Even when it is seems cold, there is still heat energy present. There is heat energy even in frozen water. So long as the temperature is above absolute zero (−459.67 °F) there is still thermal motion and thus heat.

Now heat pumps are not able to extract the heat in extreme cases and in fact they work best in moderate climates. Often in cold climates, you will need a supplemental heating source as the heat pump on it's own is not able to maintain the desired temperature.

More information, as well as the below excerpt can be found here: Heat Pumps – How Well Do They Work?

Heat pumps work very efficiently when the outdoor temperature is in the 50 F range. As the outdoor temperature drops, the heat loss of a home is greater and the heat pump needs to operate for longer periods of time to maintain a constant indoor temperature.
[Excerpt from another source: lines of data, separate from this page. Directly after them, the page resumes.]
use engine::{FormField, dates};
use ratatui::{
    Frame,
    layout::{Constraint, Direction, Layout, Rect},
    style::{Modifier, Style},
    text::{Line, Span},
    widgets::{Cell, Clear, List, ListItem, ListState, Paragraph, Row, Table, TableState},
};

use crate::{
    app::transfer::{TransferMode, TransferScreen},
    ui::{
        centered_rect,
        components::{
            card::Card,
            charts::{count_bars, render_bar_chart},
            money::{rupiah, rupiah_bold, status},
        },
        theme::Theme,
    },
};

pub fn render(frame: &mut Frame<'_>, area: Rect, screen: &TransferScreen, theme: &Theme) {
    let layout = Layout::default()
        .direction(Direction::Vertical)
        .constraints([
            Constraint::Length(3),  // Filters
            Constraint::Length(10), // Chart and period totals
            Constraint::Min(6),     // Transfers
            Constraint::Length(1),  // Pagination
        ])
        .split(area);

    render_filters(frame, layout[0], screen, theme);
    render_chart(frame, layout[1], screen, theme);
    render_table(frame, layout[2], screen, theme);
    render_pagination(frame, layout[3], screen, theme);

    match screen.mode {
        TransferMode::Form => render_form(frame, area, screen, theme),
        TransferMode::Favorites => render_favorites(frame, area, screen, theme),
        TransferMode::ConfirmLunas(id) => render_confirm(frame, area, id, theme),
        _ => {}
    }
}

fn label(text: &'static str, theme: &Theme) -> Span<'static> {
    Span::styled(text, Style::default().fg(theme.dim))
}

fn render_filters(frame: &mut Frame<'_>, area: Rect, screen: &TransferScreen, theme: &Theme) {
    let editing = Style::default().fg(theme.accent);
    let mut spans = vec![
        label("Periode", theme),
        Span::raw(format!(": {}   ", screen.period.label())),
    ];

    if screen.actor().is_owner() {
        spans.push(label("Kasir", theme));
        spans.push(Span::raw(format!(": {}   ", screen.cashier_label())));
        spans.push(label("Tanggal", theme));
        if screen.mode == TransferMode::DateInput {
            spans.push(Span::styled(format!(": {}_   ", screen.date_input), editing));
        } else {
            let date = screen
                .filters
                .date
                .map(dates::format_id)
                .unwrap_or_else(|| "semua".to_string());
            spans.push(Span::raw(format!(": {date}   ")));
        }
    }

    spans.push(label("Cari", theme));
    if screen.mode == TransferMode::Search {
        spans.push(Span::styled(format!(": {}_", screen.filters.search), editing));
    } else if screen.filters.search.is_empty() {
        spans.push(Span::raw(": -"));
    } else {
        spans.push(Span::raw(format!(": {}", screen.filters.search)));
    }

    let focused = matches!(screen.mode, TransferMode::Search | TransferMode::DateInput);
    Card::new("Filter", theme)
        .focused(focused)
        .render_with(frame, area, Paragraph::new(Line::from(spans)));
}

fn render_chart(frame: &mut Frame<'_>, area: Rect, screen: &TransferScreen, theme: &Theme) {
    let columns = Layout::default()
        .direction(Direction::Horizontal)
        .constraints([Constraint::Min(30), Constraint::Length(38)])
        .split(area);

    let title = format!("Grafik {}", screen.period.label());
    if let Some(err) = screen.chart.error() {
        let line = Line::from(Span::styled(err, Style::default().fg(theme.error)));
        Card::new(&title, theme).render_with(frame, columns[0], Paragraph::new(line));
    } else {
        let bars = count_bars(screen.chart.items());
        let data: Vec<(&str, u64)> = bars
            .iter()
            .map(|(label, value)| (label.as_str(), *value))
            .collect();
        render_bar_chart(frame, columns[0], &title, &data, theme);
    }

    let totals = screen.period_totals();
    let lines = vec![
        Line::from(vec![
            label("Jumlah Transaksi  ", theme),
            Span::raw(totals.count.to_string()),
        ]),
        Line::from(vec![
            label("Total Nominal     ", theme),
            rupiah(totals.total_nominal, theme),
        ]),
        Line::from(vec![
            label("Total Biaya Admin ", theme),
            rupiah(totals.total_biaya, theme),
        ]),
        Line::from(vec![
            label("Total Keseluruhan ", theme),
            rupiah_bold(totals.total_all, theme),
        ]),
    ];
    Card::new("Ringkasan Periode", theme).render_with(frame, columns[1], Paragraph::new(lines));
}

fn render_table(frame: &mut Frame<'_>, area: Rect, screen: &TransferScreen, theme: &Theme) {
    let card = Card::new("Transfer", theme).focused(screen.mode == TransferMode::List);

    if let Some(err) = screen.transfers.error() {
        let line = Line::from(Span::styled(err, Style::default().fg(theme.error)));
        card.render_with(frame, area, Paragraph::new(line));
        return;
    }
    if screen.transfers.is_empty() {
        let text = if screen.transfers.loading() {
            "Memuat data..."
        } else {
            "Tidak ada transfer."
        };
        let line = Line::from(Span::styled(text, Style::default().fg(theme.dim)));
        card.render_with(frame, area, Paragraph::new(line));
        return;
    }

    let rows = screen.transfers.items().iter().map(|transfer| {
        let marking = screen.marking == Some(transfer.id);
        let status_cell = if marking {
            Span::styled("menyimpan...", Style::default().fg(theme.warning))
        } else {
            status(transfer.status(), theme)
        };
        Row::new(vec![
            Cell::from(dates::display_tanggal(&transfer.tanggal)),
            Cell::from(transfer.bank_tujuan.clone()),
            Cell::from(transfer.nomor_rekening.clone()),
            Cell::from(transfer.nama_pemilik.clone()),
            Cell::from(rupiah(transfer.nominal, theme)),
            Cell::from(rupiah(transfer.biaya, theme)),
            Cell::from(rupiah_bold(transfer.total(), theme)),
            Cell::from(status_cell),
        ])
    });

    let table = Table::new(
        rows,
        [
            Constraint::Length(11),
            Constraint::Length(10),
            Constraint::Length(16),
            Constraint::Min(14),
            Constraint::Length(14),
            Constraint::Length(10),
            Constraint::Length(14),
            Constraint::Length(12),
        ],
    )
    .header(
        Row::new([
            "Tanggal", "Bank", "No. Rekening", "Nama", "Nominal", "Biaya", "Total", "Status",
        ])
        .style(Style::default().fg(theme.dim).add_modifier(Modifier::BOLD)),
    )
    .row_highlight_style(Style::default().fg(theme.accent).add_modifier(Modifier::BOLD))
    .highlight_symbol("» ");

    let mut table_state = TableState::default();
    table_state.select(Some(screen.selected));

    let inner = card.inner(area);
    frame.render_widget(card.block(), area);
    frame.render_stateful_widget(table, inner, &mut table_state);
}

fn render_pagination(frame: &mut Frame<'_>, area: Rect, screen: &TransferScreen, theme: &Theme) {
    let pagination = &screen.pagination;
    let range = match pagination.displayed_range() {
        Some((start, end)) => format!("{start}-{end} dari {}", pagination.total()),
        None => "0 data".to_string(),
    };
    let prev = if pagination.has_prev() { "←" } else { " " };
    let next = if pagination.has_next() { "→" } else { " " };

    let line = Line::from(vec![
        Span::styled(prev, Style::default().fg(theme.accent)),
        Span::raw(format!(
            " Halaman {} / {} ",
            pagination.page(),
            pagination.last_page()
        )),
        Span::styled(next, Style::default().fg(theme.accent)),
        Span::styled(format!("   {range}"), Style::default().fg(theme.dim)),
    ]);
    frame.render_widget(Paragraph::new(line), area);
}

fn render_form(frame: &mut Frame<'_>, area: Rect, screen: &TransferScreen, theme: &Theme) {
    let Some(form) = &screen.form else {
        return;
    };
    let rect = centered_rect(60, 70, area);
    let title = if form.draft.editing.is_some() {
        "Ubah Transfer"
    } else {
        "Transfer Baru"
    };

    let mut lines: Vec<Line> = FormField::ALL
        .iter()
        .map(|field| {
            let active = *field == form.field;
            let value = form.draft.field(*field);
            let value_style = if active {
                Style::default().fg(theme.accent)
            } else {
                Style::default().fg(theme.text)
            };
            Line::from(vec![
                Span::styled(
                    format!("{}{:<22}", if active { "» " } else { "  " }, field.label()),
                    Style::default().fg(theme.dim),
                ),
                Span::styled(
                    if active {
                        format!("{value}_")
                    } else {
                        value.to_string()
                    },
                    value_style,
                ),
            ])
        })
        .collect();

    lines.push(Line::from(""));
    lines.push(Line::from(vec![
        label("  Total                 ", theme),
        rupiah_bold(form.draft.total(), theme),
    ]));
    lines.push(Line::from(vec![
        label("  Kembalian             ", theme),
        rupiah(form.draft.change(), theme),
    ]));

    if form.submitting {
        lines.push(Line::from(Span::styled(
            "  Menyimpan...",
            Style::default().fg(theme.warning),
        )));
    } else if let Some(error) = &form.error {
        lines.push(Line::from(Span::styled(
            format!("  {error}"),
            Style::default().fg(theme.error),
        )));
    }

    frame.render_widget(Clear, rect);
    Card::new(title, theme)
        .focused(true)
        .render_with(frame, rect, Paragraph::new(lines));
}

fn render_favorites(frame: &mut Frame<'_>, area: Rect, screen: &TransferScreen, theme: &Theme) {
    let rect = centered_rect(60, 60, area);
    let card = Card::new("Transfer Favorit", theme).focused(true);
    let inner = card.inner(rect);
    frame.render_widget(Clear, rect);
    frame.render_widget(card.block(), rect);

    let layout = Layout::default()
        .direction(Direction::Vertical)
        .constraints([Constraint::Length(1), Constraint::Min(0)])
        .split(inner);

    frame.render_widget(
        Paragraph::new(Line::from(vec![
            label("Cari: ", theme),
            Span::styled(
                format!("{}_", screen.favorite_search),
                Style::default().fg(theme.accent),
            ),
        ])),
        layout[0],
    );

    if let Some(err) = screen.favorites.error() {
        frame.render_widget(
            Paragraph::new(Line::from(Span::styled(err, Style::default().fg(theme.error)))),
            layout[1],
        );
        return;
    }

    let items: Vec<ListItem> = screen
        .favorites
        .items()
        .iter()
        .map(|favorite| {
            ListItem::new(Line::from(format!(
                "{:<10} {:<18} {}",
                favorite.bank_tujuan, favorite.nomor_rekening, favorite.nama_pemilik
            )))
        })
        .collect();

    let mut list_state = ListState::default();
    if !items.is_empty() {
        list_state.select(Some(screen.selected_favorite));
    }
    let list = List::new(items)
        .highlight_style(Style::default().fg(theme.accent).add_modifier(Modifier::BOLD))
        .highlight_symbol("» ");
    frame.render_stateful_widget(list, layout[1], &mut list_state);
}

fn render_confirm(frame: &mut Frame<'_>, area: Rect, id: i64, theme: &Theme) {
    let rect = centered_rect(40, 20, area);
    let lines = vec![
        Line::from(format!("Tandai transfer #{id} sebagai lunas?")),
        Line::from(""),
        Line::from(vec![
            Span::styled("y", Style::default().fg(theme.accent)),
            Span::raw(" ya   "),
            Span::styled("n", Style::default().fg(theme.accent)),
            Span::raw(" tidak"),
        ]),
    ];
    frame.render_widget(Clear, rect);
    Card::new("Konfirmasi", theme)
        .focused(true)
        .render_with(frame, rect, Paragraph::new(lines));
}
Around 37 F many heat pumps reach what is called the balance point. At or near this temperature the heat pump needs to run constantly to produce enough heat to maintain a comfortable indoor temperature.

As the outdoor temperature continues to drop, the heat pump needs help from traditional electric resistance heat coils. These coils resemble the glowing wires inside your toaster and consume vast amounts of electricity as they burn to keep you warm. Your thermostat will most probably have a light that comes on when this happens. It is usually labeled as emergency or auxiliary heat. If this light is on whenever your heat pump is working when the outdoor temperature is above 40 F, you should have a professional service your system.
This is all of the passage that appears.